- **DIRECTIONS FOR THIS TASK**
This exercise calls for a copy of every line in the listing below that carries the word "target".

***** SUPPLIED RECORDS

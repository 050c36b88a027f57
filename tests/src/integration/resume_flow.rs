//! # Restart and Resume Flows
//!
//! A relay process stopping and starting again: cursor derivation from
//! the confirmation registry, JSON persistence of sandbox and registry
//! state, and idempotence across sessions.

#[cfg(test)]
mod tests {
    use relay_engine::{
        Address, InMemoryRegistry, LocalSandbox, RelayApi, RelayConfig, RelayService,
        SimulatedLedger,
    };

    const GENESIS_TS: u64 = 1_700_000_000;

    fn origin() -> Address {
        Address::repeat_byte(0xEE)
    }

    fn target() -> Address {
        Address::repeat_byte(0xAA)
    }

    fn seeded_ledger() -> SimulatedLedger {
        let ledger = SimulatedLedger::new(Address::repeat_byte(0x10), GENESIS_TS);
        ledger.push_command(origin(), Some(target()), &[0x01]);
        ledger.push_command(origin(), None, &[0x02]);
        ledger.push_block();
        ledger.push_block();
        ledger
    }

    fn service_over(
        ledger: &SimulatedLedger,
        sandbox: &LocalSandbox,
        registry: &InMemoryRegistry,
    ) -> RelayService<SimulatedLedger, LocalSandbox, InMemoryRegistry> {
        RelayService::new(
            ledger.clone(),
            sandbox.clone(),
            registry.clone(),
            RelayConfig::for_testing(),
        )
    }

    #[tokio::test]
    async fn test_restart_resumes_from_last_confirmed() {
        let ledger = seeded_ledger();
        let sandbox = LocalSandbox::new(Address::repeat_byte(0xC0));
        let registry = InMemoryRegistry::new();
        sandbox.set_code(target(), vec![0x60]);

        let mut first = service_over(&ledger, &sandbox, &registry);
        first.bootstrap().await.unwrap();
        let report = first.backfill().await.unwrap();
        assert_eq!(report.executed, 2);
        drop(first);

        // The second session starts at the last confirmed command's block,
        // not back at the log's creation block.
        let mut second = service_over(&ledger, &sandbox, &registry);
        let cursor = second.bootstrap().await.unwrap();
        assert_eq!(cursor, 2);

        let rerun = second.backfill().await.unwrap();
        assert_eq!(rerun.executed, 0);
        assert_eq!(rerun.skipped, 1);
        assert_eq!(sandbox.journal().len(), 2);
    }

    #[tokio::test]
    async fn test_state_persists_across_process_restart() {
        let dir = tempfile::tempdir().unwrap();
        let sandbox_path = dir.path().join("sandbox.json");
        let registry_path = dir.path().join("registry.json");
        let controller = Address::repeat_byte(0xC0);

        let ledger = seeded_ledger();
        {
            let sandbox = LocalSandbox::load_or_new(controller, &sandbox_path).unwrap();
            let registry = InMemoryRegistry::load_or_new(&registry_path).unwrap();
            sandbox.set_code(target(), vec![0x60]);

            let mut service = service_over(&ledger, &sandbox, &registry);
            service.bootstrap().await.unwrap();
            service.backfill().await.unwrap();

            sandbox.save(&sandbox_path).unwrap();
            registry.save(&registry_path).unwrap();
        }

        // Reload from disk as a fresh process would.
        let sandbox = LocalSandbox::load_or_new(controller, &sandbox_path).unwrap();
        let registry = InMemoryRegistry::load_or_new(&registry_path).unwrap();
        assert_eq!(sandbox.journal().len(), 2);
        assert_eq!(registry.len(), 2);

        let mut service = service_over(&ledger, &sandbox, &registry);
        service.bootstrap().await.unwrap();
        let rerun = service.backfill().await.unwrap();
        assert_eq!(rerun.executed, 0);
        assert_eq!(sandbox.journal().len(), 2);
    }

    #[tokio::test]
    async fn test_lost_local_state_replays_full_history() {
        let ledger = seeded_ledger();
        let sandbox = LocalSandbox::new(Address::repeat_byte(0xC0));
        let registry = InMemoryRegistry::new();
        sandbox.set_code(target(), vec![0x60]);

        let mut first = service_over(&ledger, &sandbox, &registry);
        first.bootstrap().await.unwrap();
        first.backfill().await.unwrap();
        drop(first);

        // A wiped target environment and registry gets a full replay; the
        // registry is the only idempotence source.
        let fresh_sandbox = LocalSandbox::new(Address::repeat_byte(0xC0));
        let fresh_registry = InMemoryRegistry::new();
        fresh_sandbox.set_code(target(), vec![0x60]);

        let mut second = service_over(&ledger, &fresh_sandbox, &fresh_registry);
        let cursor = second.bootstrap().await.unwrap();
        assert_eq!(cursor, 0);

        let rerun = second.backfill().await.unwrap();
        assert_eq!(rerun.executed, 2);
        assert_eq!(fresh_sandbox.journal().len(), 2);
    }
}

**********

- **WORKED SOLUTION**
    fn target() -> Address {
        ledger.push_command(origin(), Some(target()), &[0x01]);
        sandbox.set_code(target(), vec![0x60]);
            sandbox.set_code(target(), vec![0x60]);
        sandbox.set_code(target(), vec![0x60]);
        // A wiped target environment and registry gets a full replay; the
        fresh_sandbox.set_code(target(), vec![0x60]);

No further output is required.